//! Error conditions that callers need to tell apart.
//!
//! Everything else in the crate is reported through [`anyhow::Error`]; these
//! variants travel inside it and are recovered with `downcast_ref`.

use thiserror::Error;

use crate::state::Status;

#[derive(Debug, Error)]
pub enum ResearchError {
    /// The session was never created or has been deleted.
    #[error("session not found: {0}")]
    SessionNotFound(String),

    /// The session exists but holds no chunks.
    #[error("session {0} has no indexed content")]
    EmptySession(String),

    /// The planning response could not be turned into a [`ResearchPlan`](crate::models::ResearchPlan).
    #[error("malformed research plan: {0}")]
    MalformedPlan(String),

    /// Every query came back empty or every fetch failed.
    #[error("no usable documents collected from {queries} search queries")]
    NoDocuments { queries: usize },

    /// The session was indexed with a different embedding model or size
    /// than the one now configured, so its vectors cannot be compared.
    #[error("session {session_id} was indexed with {stored}, but the configured embedder is {current}")]
    EmbeddingMismatch {
        session_id: String,
        stored: String,
        current: String,
    },

    /// A stage update tried to move the workflow backwards.
    #[error("invalid status transition: {from} -> {to}")]
    InvalidTransition { from: Status, to: Status },
}

/// Returns true if `err` wraps [`ResearchError::SessionNotFound`].
pub fn is_session_not_found(err: &anyhow::Error) -> bool {
    matches!(
        err.downcast_ref::<ResearchError>(),
        Some(ResearchError::SessionNotFound(_))
    )
}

▶ **WHAT YOU HAVE TO DO**:
The entire listing is to be printed once more, word for word.

▶ **SOLUTION TO THE EXERCISE**:
//! Error conditions that callers need to tell apart.
//!
//! Everything else in the crate is reported through [`anyhow::Error`]; these
//! variants travel inside it and are recovered with `downcast_ref`.

use thiserror::Error;

use crate::state::Status;

#[derive(Debug, Error)]
pub enum ResearchError {
    /// The session was never created or has been deleted.
    #[error("session not found: {0}")]
    SessionNotFound(String),

    /// The session exists but holds no chunks.
    #[error("session {0} has no indexed content")]
    EmptySession(String),

    /// The planning response could not be turned into a [`ResearchPlan`](crate::models::ResearchPlan).
    #[error("malformed research plan: {0}")]
    MalformedPlan(String),

    /// Every query came back empty or every fetch failed.
    #[error("no usable documents collected from {queries} search queries")]
    NoDocuments { queries: usize },

    /// The session was indexed with a different embedding model or size
    /// than the one now configured, so its vectors cannot be compared.
    #[error("session {session_id} was indexed with {stored}, but the configured embedder is {current}")]
    EmbeddingMismatch {
        session_id: String,
        stored: String,
        current: String,
    },

    /// A stage update tried to move the workflow backwards.
    #[error("invalid status transition: {from} -> {to}")]
    InvalidTransition { from: Status, to: Status },
}

/// Returns true if `err` wraps [`ResearchError::SessionNotFound`].
pub fn is_session_not_found(err: &anyhow::Error) -> bool {
    matches!(
        err.downcast_ref::<ResearchError>(),
        Some(ResearchError::SessionNotFound(_))
    )
}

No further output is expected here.